Friday, Aug. 15, 1969

Portraiture with a Scalpel

"I never knew but one artist who could resist the temptation to see things as they ought to be, rather than as they are, and that's Tom Eakins." Walt Whit man was one of the few people who had anything good to say about the cold-eyed and ruthlessly honest Philadelphia realist. Aside from the poet, whom Ea kins portrayed in 1888 as a twinkling old sage, few people could stand having their character laid bare with the visceral objectivity that Eakins brought to portraiture. He used his brush like a surgeon's scalpel, exposing old wounds, concealed ambitions, ill manners. The commissions he did receive often ended unpleasantly; his studio was littered with rejected portraits. One fashionable lady, dismayed at what was taking shape on canvas, asked if her maid might finish the sittings.

Rock-Bottom Honesty. Society, to be sure, was not Eakins' forte. He admired people of accomplishment, preferred to portray doctors, professors, scientists. In 1900, he became acquainted with several Roman Catholic clergymen at the St. Charles Borromeo Seminary in the Philadelphia suburb of Overbrook, and eagerly seized the opportunity to portray four clerics as well as a prominent Catholic layman. For Eakins, it was a rare chance to examine various personalities within a close-knit group. For this reason, the pictures have long held a special fascination for those who knew of their existence. But in the cloistered halls of the seminary where they hung, few people ever saw them.

This summer, for the first time, the clerics' portraits have been put on public display at the Philadelphia Museum of Art, where they are supplemented by loans from the Jefferson Medical College and the museum's own large Eakins collection. The series remarkably underscores the rock-bottom honesty that Whitman had observed. Eakins plainly was not inhibited, even by men of the cloth, in his relentless pursuit of pictorial truth. Though his portrayals are sympathetic, he uncovered strain, doubt, fear, pettiness and self-pity --qualities that belied the traditional view of the priesthood as a calling above and apart from everyday frustrations.

Eakins came to his insight the hard way--through his own dashed hopes and disillusionments. His distinguished teaching career at the Pennsylvania Academy of Fine Arts had ended abruptly when he insisted on the need for students to draw from nude models. His great medical pictures, The Agnew Clinic and The Gross Clinic--which would serve as touchstones for a later generation of realists--had been greeted with critical jeers. He rarely sold a painting, subsisting on a small private income. The year before he met the clerics, his father had died. Eakins himself was an agnostic, but in the intellectual companionship and quiet monastic atmosphere of the seminary, he found both solace and inspiration. Sundays, he and a young protege named Samuel Murray would ride their bicycles out to St. Charles, spend the day chatting with the priests.

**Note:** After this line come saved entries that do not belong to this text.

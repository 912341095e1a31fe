use crate::emulator::basics::{Address, Register, Value, ADDRESS_MASK};
use crate::error::AsmError;

/// Lexical class of an operand token, used to pick an encoding.
#[derive(PartialEq, Eq, Clone, Copy, Debug)]
pub enum OperandShape {
    Register,
    Byte,
    Address,
    AddressRegister,
    DelayTimer,
    SoundTimer,
    Keypress,
    Bcd,
    Font,
}

/// Classifies an uppercase, trimmed operand token.
///
/// `V` followed by a hex digit is a register, the keywords name special
/// operands, exactly three hex digits (after an optional `0X`) are an
/// address and anything else is treated as a byte.
pub fn classify(token: &str) -> OperandShape {
    let mut chars = token.chars();
    if chars.next() == Some('V') && chars.next().map_or(false, |c| c.is_ascii_hexdigit()) {
        return OperandShape::Register;
    }

    match token {
        "I" => return OperandShape::AddressRegister,
        "DT" => return OperandShape::DelayTimer,
        "ST" => return OperandShape::SoundTimer,
        "K" | "KEY" => return OperandShape::Keypress,
        "BCD" => return OperandShape::Bcd,
        "FONT" => return OperandShape::Font,
        _ => {}
    }

    let digits = strip_hex_prefix(token);
    if digits.len() == 3 && digits.chars().all(|c| c.is_ascii_hexdigit()) {
        OperandShape::Address
    } else {
        OperandShape::Byte
    }
}

fn strip_hex_prefix(token: &str) -> &str {
    if token.starts_with("0X") {
        &token[2..]
    } else {
        token
    }
}

/// Parses bare hex digits with an optional `0X` prefix.
fn hex(token: &str) -> Option<u32> {
    let digits = strip_hex_prefix(token);
    if digits.is_empty() || digits.len() > 8 || !digits.chars().all(|c| c.is_ascii_hexdigit()) {
        return None;
    }
    u32::from_str_radix(digits, 16).ok()
}

/// Reads a register operand such as `VA`. Fails above VF.
pub fn register(token: &str) -> Result<Register, AsmError> {
    let index = if token.starts_with('V') {
        hex(&token[1..]).filter(|n| !token[1..].starts_with("0X") && *n <= 0xF)
    } else {
        None
    };
    index
        .map(|n| Register(n as u8))
        .ok_or_else(|| AsmError::InvalidRegister(token.to_string()))
}

/// Reads an immediate byte.
pub fn value(token: &str) -> Result<Value, AsmError> {
    match hex(token) {
        Some(n) if n <= 0xFF => Ok(Value(n as u8)),
        _ => Err(AsmError::InvalidValue(token.to_string())),
    }
}

/// Reads the 4 bit row count of a draw.
pub fn nibble(token: &str) -> Result<Value, AsmError> {
    match hex(token) {
        Some(n) if n <= 0xF => Ok(Value(n as u8)),
        Some(_) => Err(AsmError::InvalidNibble(token.to_string())),
        None => Err(AsmError::InvalidValue(token.to_string())),
    }
}

/// Reads a 12 bit address.
pub fn address(token: &str) -> Result<Address, AsmError> {
    match hex(token) {
        Some(n) if n <= ADDRESS_MASK as u32 => Ok(Address(n as u16)),
        _ => Err(AsmError::InvalidAddress(token.to_string())),
    }
}
use serde::{Deserialize, Serialize};
use serde_json::Value;
use thiserror::Error;

/// SRID applied to every stored geometry (WGS-84 longitude/latitude).
pub const WGS84_SRID: i32 = 4326;

pub type Position = Vec<f64>;

/// Typed GeoJSON geometry. Deserialization rejects unknown `type` tags and
/// coordinate payloads of the wrong shape; `validate` covers the structural
/// rules serde cannot express.
#[derive(Debug, Clone, PartialEq, Serialize, Deserialize)]
#[serde(tag = "type")]
pub enum Geometry {
    Point { coordinates: Position },
    MultiPoint { coordinates: Vec<Position> },
    LineString { coordinates: Vec<Position> },
    MultiLineString { coordinates: Vec<Vec<Position>> },
    Polygon { coordinates: Vec<Vec<Position>> },
    MultiPolygon { coordinates: Vec<Vec<Vec<Position>>> },
    GeometryCollection { geometries: Vec<Geometry> },
}

#[derive(Debug, Clone, PartialEq, Eq, Error)]
pub enum GeometryError {
    #[error("not a GeoJSON geometry object: {0}")]
    Shape(String),

    #[error("position has {0} ordinates; expected longitude, latitude and optional altitude")]
    PositionArity(usize),

    #[error("line string has {0} positions; at least 2 required")]
    ShortLineString(usize),

    #[error("polygon ring has {0} positions; at least 4 required")]
    ShortRing(usize),

    #[error("failed to encode canonical GeoJSON: {0}")]
    Encode(String),
}

impl Geometry {
    /// Parses and validates a raw JSON value as a GeoJSON geometry.
    pub fn parse(value: &Value) -> Result<Self, GeometryError> {
        let geometry: Geometry = serde_json::from_value(value.clone())
            .map_err(|source| GeometryError::Shape(source.to_string()))?;
        geometry.validate()?;
        Ok(geometry)
    }

    /// Canonical GeoJSON text, suitable for `ST_GeomFromGeoJSON`.
    pub fn to_geojson(&self) -> Result<String, GeometryError> {
        serde_json::to_string(self).map_err(|source| GeometryError::Encode(source.to_string()))
    }

    fn validate(&self) -> Result<(), GeometryError> {
        match self {
            Self::Point { coordinates } => check_position(coordinates),
            Self::MultiPoint { coordinates } => coordinates.iter().try_for_each(check_position),
            Self::LineString { coordinates } => check_line(coordinates),
            Self::MultiLineString { coordinates } => {
                coordinates.iter().try_for_each(|line| check_line(line))
            }
            Self::Polygon { coordinates } => coordinates.iter().try_for_each(|ring| check_ring(ring)),
            Self::MultiPolygon { coordinates } => coordinates
                .iter()
                .try_for_each(|rings| rings.iter().try_for_each(|ring| check_ring(ring))),
            Self::GeometryCollection { geometries } => {
                geometries.iter().try_for_each(Self::validate)
            }
        }
    }
}

fn check_position(position: &Position) -> Result<(), GeometryError> {
    match position.len() {
        2 | 3 => Ok(()),
        other => Err(GeometryError::PositionArity(other)),
    }
}

fn check_line(line: &[Position]) -> Result<(), GeometryError> {
    if line.len() < 2 {
        return Err(GeometryError::ShortLineString(line.len()));
    }
    line.iter().try_for_each(check_position)
}

fn check_ring(ring: &[Position]) -> Result<(), GeometryError> {
    if ring.len() < 4 {
        return Err(GeometryError::ShortRing(ring.len()));
    }
    ring.iter().try_for_each(check_position)
}

#[cfg(test)]
mod tests {
    use serde_json::json;

    use super::*;

    #[test]
    fn parses_a_point() {
        let geometry = Geometry::parse(&json!({"type": "Point", "coordinates": [10.0, 20.0]}))
            .expect("point should parse");
        assert_eq!(
            geometry,
            Geometry::Point {
                coordinates: vec![10.0, 20.0]
            }
        );
    }

    #[test]
    fn parses_a_polygon_with_closed_ring() {
        let geometry = Geometry::parse(&json!({
            "type": "Polygon",
            "coordinates": [[[0.0, 0.0], [1.0, 0.0], [1.0, 1.0], [0.0, 0.0]]]
        }));
        assert!(geometry.is_ok());
    }

    #[test]
    fn rejects_non_array_coordinates() {
        let err = Geometry::parse(&json!({"type": "Polygon", "coordinates": "not-an-array"}))
            .expect_err("malformed coordinates must fail");
        assert!(matches!(err, GeometryError::Shape(_)));
    }

    #[test]
    fn rejects_unknown_geometry_type() {
        let err = Geometry::parse(&json!({"type": "Circle", "coordinates": [0.0, 0.0]}))
            .expect_err("unknown type must fail");
        assert!(matches!(err, GeometryError::Shape(_)));
    }

    #[test]
    fn rejects_missing_type_tag() {
        let err = Geometry::parse(&json!({"coordinates": [0.0, 0.0]}))
            .expect_err("untyped object must fail");
        assert!(matches!(err, GeometryError::Shape(_)));
    }

    #[test]
    fn rejects_single_ordinate_position() {
        let err = Geometry::parse(&json!({"type": "Point", "coordinates": [10.0]}))
            .expect_err("one ordinate is not a position");
        assert_eq!(err, GeometryError::PositionArity(1));
    }

    #[test]
    fn accepts_altitude_ordinate() {
        let geometry = Geometry::parse(&json!({"type": "Point", "coordinates": [10.0, 20.0, 5.0]}));
        assert!(geometry.is_ok());
    }

    #[test]
    fn rejects_short_polygon_ring() {
        let err = Geometry::parse(&json!({
            "type": "Polygon",
            "coordinates": [[[0.0, 0.0], [1.0, 0.0], [0.0, 0.0]]]
        }))
        .expect_err("three-position ring must fail");
        assert_eq!(err, GeometryError::ShortRing(3));
    }

    #[test]
    fn rejects_one_position_line_string() {
        let err = Geometry::parse(&json!({"type": "LineString", "coordinates": [[0.0, 0.0]]}))
            .expect_err("degenerate line must fail");
        assert_eq!(err, GeometryError::ShortLineString(1));
    }

    #[test]
    fn validates_nested_collection_members() {
        let err = Geometry::parse(&json!({
            "type": "GeometryCollection",
            "geometries": [{"type": "Point", "coordinates": [10.0]}]
        }))
        .expect_err("invalid member must fail the collection");
        assert_eq!(err, GeometryError::PositionArity(1));
    }

    #[test]
    fn geojson_text_round_trips_coordinates() {
        let source = json!({"type": "Point", "coordinates": [10.0, 20.0]});
        let geometry = Geometry::parse(&source).expect("point should parse");
        let text = geometry.to_geojson().expect("encoding is infallible here");
        let reparsed: serde_json::Value =
            serde_json::from_str(&text).expect("canonical text is valid JSON");
        assert_eq!(reparsed, source);
    }
}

Mitigating Anguish. "One of the most interesting aspects of the group," Philadelphia Director Evan Turner points out, "is Eakins' approach to the 19th century Catholic personality. There was a great religious crisis at that time. As a man who had stood up to criticism himself, he sympathized with men who followed a similar course." Indeed, the publication of Darwin's theory of evolution and the widespread acceptance of scientific method shook the church to its foundations. The depth of the crisis, as Eakins saw it, can be measured in each man's eyes. Not all of the clerics liked what he saw. The rector of St. Charles, Patrick Garvey, remembered today as a "stern, quarrelsome but good-looking man," concealed his picture under the bed. The most elaborately composed portrait, that of Monsignor Hugh Henry, shows a genuine figure of strength and integrity, yet strangely mocked by a grinning image of Leo XIII in the background. Conversely, an expression of utmost anguish mitigates the authority suggested by the splendrous vestments of Monsignor James Loughlin.

It was to the portrait of his friend, Monsignor James Turner, however, that Eakins brought his fullest powers. From the thoughtful, chin-in-hand pose and the bookish sophistication of the pincenez to the compassion, intelligence and ever-so-subtle weakness spelled in the cleric's features, Eakins crystallized the peculiar humanity of the dedicated priest --and vindicated his own lonely, stubborn loyalty to life.